*TASK STATEMENT*.
The data below should be copied over with complete accuracy.

*GIVEN DATA*.

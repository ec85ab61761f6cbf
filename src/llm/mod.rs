//! Provider adapters: turn a prompt pair into a parsed analysis object.

pub mod client;
pub mod native;
pub mod openrouter;
pub mod parse;

use crate::config::{BackendKind, ProviderDescriptor};
use serde_json::Value;
use std::future::Future;
use std::time::Duration;
use thiserror::Error;

pub use native::NativeClient;
pub use openrouter::OpenRouterClient;

/// Error bodies are cut to this many characters before logging.
const ERROR_BODY_MAX_CHARS: usize = 200;

#[derive(Debug, Error)]
pub enum AdapterError {
    #[error("request timed out after {0}s")]
    Timeout(u64),
    #[error("request failed: {0}")]
    Transport(#[from] reqwest::Error),
    #[error("API error {status}: {body}")]
    Status { status: u16, body: String },
    #[error("response had no message content")]
    EmptyResponse,
    #[error("response was not valid JSON: {0}")]
    InvalidJson(#[from] serde_json::Error),
}

impl AdapterError {
    pub(crate) fn status(status: u16, body: &str) -> Self {
        AdapterError::Status {
            status,
            body: truncate_str(body, ERROR_BODY_MAX_CHARS).to_string(),
        }
    }
}

/// Something that can analyze one test file.
pub trait Analyzer {
    fn analyze(
        &self,
        system: &str,
        user: &str,
    ) -> impl Future<Output = Result<Value, AdapterError>>;
}

/// The two supported call shapes behind one capability
pub enum ProviderClient {
    Native(NativeClient),
    OpenRouter(OpenRouterClient),
}

impl ProviderClient {
    pub fn from_descriptor(provider: &ProviderDescriptor) -> anyhow::Result<Self> {
        let http = reqwest::Client::builder().build()?;
        Ok(Self::with_http(provider, http))
    }

    pub fn with_http(provider: &ProviderDescriptor, http: reqwest::Client) -> Self {
        match provider.kind {
            BackendKind::Native => ProviderClient::Native(NativeClient::new(provider, http)),
            BackendKind::OpenRouter => {
                ProviderClient::OpenRouter(OpenRouterClient::new(provider, http))
            }
        }
    }
}

impl Analyzer for ProviderClient {
    async fn analyze(&self, system: &str, user: &str) -> Result<Value, AdapterError> {
        match self {
            ProviderClient::Native(client) => client.analyze(system, user).await,
            ProviderClient::OpenRouter(client) => client.analyze(system, user).await,
        }
    }
}

/// Run one analysis under a deadline.
///
/// The timer lives only as long as this call; it is dropped whichever side
/// finishes first.
pub async fn analyze_with_deadline<A: Analyzer>(
    analyzer: &A,
    system: &str,
    user: &str,
    deadline: Duration,
) -> Result<Value, AdapterError> {
    match tokio::time::timeout(deadline, analyzer.analyze(system, user)).await {
        Ok(result) => result,
        Err(_) => Err(AdapterError::Timeout(deadline.as_secs())),
    }
}

/// Truncate a string for display (Unicode-safe)
pub fn truncate_str(s: &str, max_chars: usize) -> &str {
    match s.char_indices().nth(max_chars) {
        Some((byte_idx, _)) => &s[..byte_idx],
        None => s,
    }
}
use anyhow::{Context, Result};
use clap::Parser;
use specdoc::config::{load_providers, resolve_provider, RunSettings};
use specdoc::llm::ProviderClient;
use specdoc::runner::BatchRunner;
use std::collections::HashMap;
use std::path::PathBuf;
use std::process::ExitCode;
use std::time::Duration;
use tracing::{error, info};

#[derive(Parser, Debug)]
#[command(
    name = "specdoc",
    about = "Re-run AI documentation for test files that failed in an earlier pass",
    version
)]
struct Cli {
    /// Provider slot to use; reads its key from AI_API_KEY_<BATCH_INDEX>
    batch_index: u32,

    /// Newline-delimited list of test file paths to retry
    #[arg(long, env = "SPECDOC_FAILED_LIST", default_value = "failed-tests.txt")]
    failed_list: PathBuf,

    /// Markdown prompt template placed ahead of each test file
    #[arg(long, env = "SPECDOC_TEMPLATE", default_value = "docs/test-doc-template.md")]
    template: PathBuf,

    /// Directory for reports, progress logs and remaining-failure lists
    #[arg(long, env = "SPECDOC_OUTPUT_DIR", default_value = "docs/generated")]
    output_dir: PathBuf,

    /// Pause between provider requests, in seconds
    #[arg(long, env = "SPECDOC_DELAY_SECS", default_value_t = 60)]
    delay_secs: u64,

    /// Hard limit on each provider request, in seconds
    #[arg(long, env = "SPECDOC_TIMEOUT_SECS", default_value_t = 60)]
    timeout_secs: u64,

    /// Skip files already recorded in this batch's progress log
    #[arg(long, env = "SPECDOC_RESUME")]
    resume: bool,

    /// Log filter used when RUST_LOG is unset
    #[arg(long, env = "SPECDOC_LOG_LEVEL", default_value = "info")]
    log_level: String,
}

impl Cli {
    fn settings(&self) -> RunSettings {
        RunSettings {
            failed_list: self.failed_list.clone(),
            template: self.template.clone(),
            output_dir: self.output_dir.clone(),
            delay: Duration::from_secs(self.delay_secs),
            request_timeout: Duration::from_secs(self.timeout_secs.max(1)),
            resume: self.resume,
        }
    }
}

#[tokio::main]
async fn main() -> ExitCode {
    let cli = match Cli::try_parse() {
        Ok(cli) => cli,
        Err(err) => {
            let _ = err.print();
            return if err.use_stderr() {
                ExitCode::FAILURE
            } else {
                ExitCode::SUCCESS
            };
        }
    };

    tracing_subscriber::fmt()
        .with_env_filter(
            tracing_subscriber::EnvFilter::try_from_default_env()
                .unwrap_or_else(|_| tracing_subscriber::EnvFilter::new(&cli.log_level)),
        )
        .with_target(false)
        .with_writer(std::io::stderr)
        .init();

    match run(cli).await {
        Ok(()) => ExitCode::SUCCESS,
        Err(err) => {
            error!("{:#}", err);
            ExitCode::FAILURE
        }
    }
}

async fn run(cli: Cli) -> Result<()> {
    let env: HashMap<String, String> = std::env::vars().collect();
    let provider = resolve_provider(&load_providers(&env), cli.batch_index)?;
    info!(
        "Using {} ({}, model {})",
        provider.name,
        provider.kind.as_str(),
        provider.model
    );

    let client = ProviderClient::from_descriptor(&provider)
        .context("Failed to build HTTP client")?;
    let runner = BatchRunner::new(client, provider.name.clone(), cli.batch_index, cli.settings());
    runner.run().await?;
    Ok(())
}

*REPLY*.
repository ec85ab61761f6cbf
filename src/llm/mod.rs
//! Provider adapters: turn a prompt pair into a parsed analysis object.

pub mod client;
pub mod native;
pub mod openrouter;
pub mod parse;

use crate::config::{BackendKind, ProviderDescriptor};
use serde_json::Value;
use std::future::Future;
use std::time::Duration;
use thiserror::Error;

pub use native::NativeClient;
pub use openrouter::OpenRouterClient;

/// Error bodies are cut to this many characters before logging.
const ERROR_BODY_MAX_CHARS: usize = 200;

#[derive(Debug, Error)]
pub enum AdapterError {
    #[error("request timed out after {0}s")]
    Timeout(u64),
    #[error("request failed: {0}")]
    Transport(#[from] reqwest::Error),
    #[error("API error {status}: {body}")]
    Status { status: u16, body: String },
    #[error("response had no message content")]
    EmptyResponse,
    #[error("response was not valid JSON: {0}")]
    InvalidJson(#[from] serde_json::Error),
}

impl AdapterError {
    pub(crate) fn status(status: u16, body: &str) -> Self {
        AdapterError::Status {
            status,
            body: truncate_str(body, ERROR_BODY_MAX_CHARS).to_string(),
        }
    }
}

/// Something that can analyze one test file.
pub trait Analyzer {
    fn analyze(
        &self,
        system: &str,
        user: &str,
    ) -> impl Future<Output = Result<Value, AdapterError>>;
}

/// The two supported call shapes behind one capability
pub enum ProviderClient {
    Native(NativeClient),
    OpenRouter(OpenRouterClient),
}

impl ProviderClient {
    pub fn from_descriptor(provider: &ProviderDescriptor) -> anyhow::Result<Self> {
        let http = reqwest::Client::builder().build()?;
        Ok(Self::with_http(provider, http))
    }

    pub fn with_http(provider: &ProviderDescriptor, http: reqwest::Client) -> Self {
        match provider.kind {
            BackendKind::Native => ProviderClient::Native(NativeClient::new(provider, http)),
            BackendKind::OpenRouter => {
                ProviderClient::OpenRouter(OpenRouterClient::new(provider, http))
            }
        }
    }
}

impl Analyzer for ProviderClient {
    async fn analyze(&self, system: &str, user: &str) -> Result<Value, AdapterError> {
        match self {
            ProviderClient::Native(client) => client.analyze(system, user).await,
            ProviderClient::OpenRouter(client) => client.analyze(system, user).await,
        }
    }
}

/// Run one analysis under a deadline.
///
/// The timer lives only as long as this call; it is dropped whichever side
/// finishes first.
pub async fn analyze_with_deadline<A: Analyzer>(
    analyzer: &A,
    system: &str,
    user: &str,
    deadline: Duration,
) -> Result<Value, AdapterError> {
    match tokio::time::timeout(deadline, analyzer.analyze(system, user)).await {
        Ok(result) => result,
        Err(_) => Err(AdapterError::Timeout(deadline.as_secs())),
    }
}

/// Truncate a string for display (Unicode-safe)
pub fn truncate_str(s: &str, max_chars: usize) -> &str {
    match s.char_indices().nth(max_chars) {
        Some((byte_idx, _)) => &s[..byte_idx],
        None => s,
    }
}
use anyhow::{Context, Result};
use clap::Parser;
use specdoc::config::{load_providers, resolve_provider, RunSettings};
use specdoc::llm::ProviderClient;
use specdoc::runner::BatchRunner;
use std::collections::HashMap;
use std::path::PathBuf;
use std::process::ExitCode;
use std::time::Duration;
use tracing::{error, info};

#[derive(Parser, Debug)]
#[command(
    name = "specdoc",
    about = "Re-run AI documentation for test files that failed in an earlier pass",
    version
)]
struct Cli {
    /// Provider slot to use; reads its key from AI_API_KEY_<BATCH_INDEX>
    batch_index: u32,

    /// Newline-delimited list of test file paths to retry
    #[arg(long, env = "SPECDOC_FAILED_LIST", default_value = "failed-tests.txt")]
    failed_list: PathBuf,

    /// Markdown prompt template placed ahead of each test file
    #[arg(long, env = "SPECDOC_TEMPLATE", default_value = "docs/test-doc-template.md")]
    template: PathBuf,

    /// Directory for reports, progress logs and remaining-failure lists
    #[arg(long, env = "SPECDOC_OUTPUT_DIR", default_value = "docs/generated")]
    output_dir: PathBuf,

    /// Pause between provider requests, in seconds
    #[arg(long, env = "SPECDOC_DELAY_SECS", default_value_t = 60)]
    delay_secs: u64,

    /// Hard limit on each provider request, in seconds
    #[arg(long, env = "SPECDOC_TIMEOUT_SECS", default_value_t = 60)]
    timeout_secs: u64,

    /// Skip files already recorded in this batch's progress log
    #[arg(long, env = "SPECDOC_RESUME")]
    resume: bool,

    /// Log filter used when RUST_LOG is unset
    #[arg(long, env = "SPECDOC_LOG_LEVEL", default_value = "info")]
    log_level: String,
}

impl Cli {
    fn settings(&self) -> RunSettings {
        RunSettings {
            failed_list: self.failed_list.clone(),
            template: self.template.clone(),
            output_dir: self.output_dir.clone(),
            delay: Duration::from_secs(self.delay_secs),
            request_timeout: Duration::from_secs(self.timeout_secs.max(1)),
            resume: self.resume,
        }
    }
}

#[tokio::main]
async fn main() -> ExitCode {
    let cli = match Cli::try_parse() {
        Ok(cli) => cli,
        Err(err) => {
            let _ = err.print();
            return if err.use_stderr() {
                ExitCode::FAILURE
            } else {
                ExitCode::SUCCESS
            };
        }
    };

    tracing_subscriber::fmt()
        .with_env_filter(
            tracing_subscriber::EnvFilter::try_from_default_env()
                .unwrap_or_else(|_| tracing_subscriber::EnvFilter::new(&cli.log_level)),
        )
        .with_target(false)
        .with_writer(std::io::stderr)
        .init();

    match run(cli).await {
        Ok(()) => ExitCode::SUCCESS,
        Err(err) => {
            error!("{:#}", err);
            ExitCode::FAILURE
        }
    }
}

async fn run(cli: Cli) -> Result<()> {
    let env: HashMap<String, String> = std::env::vars().collect();
    let provider = resolve_provider(&load_providers(&env), cli.batch_index)?;
    info!(
        "Using {} ({}, model {})",
        provider.name,
        provider.kind.as_str(),
        provider.model
    );

    let client = ProviderClient::from_descriptor(&provider)
        .context("Failed to build HTTP client")?;
    let runner = BatchRunner::new(client, provider.name.clone(), cli.batch_index, cli.settings());
    runner.run().await?;
    Ok(())
}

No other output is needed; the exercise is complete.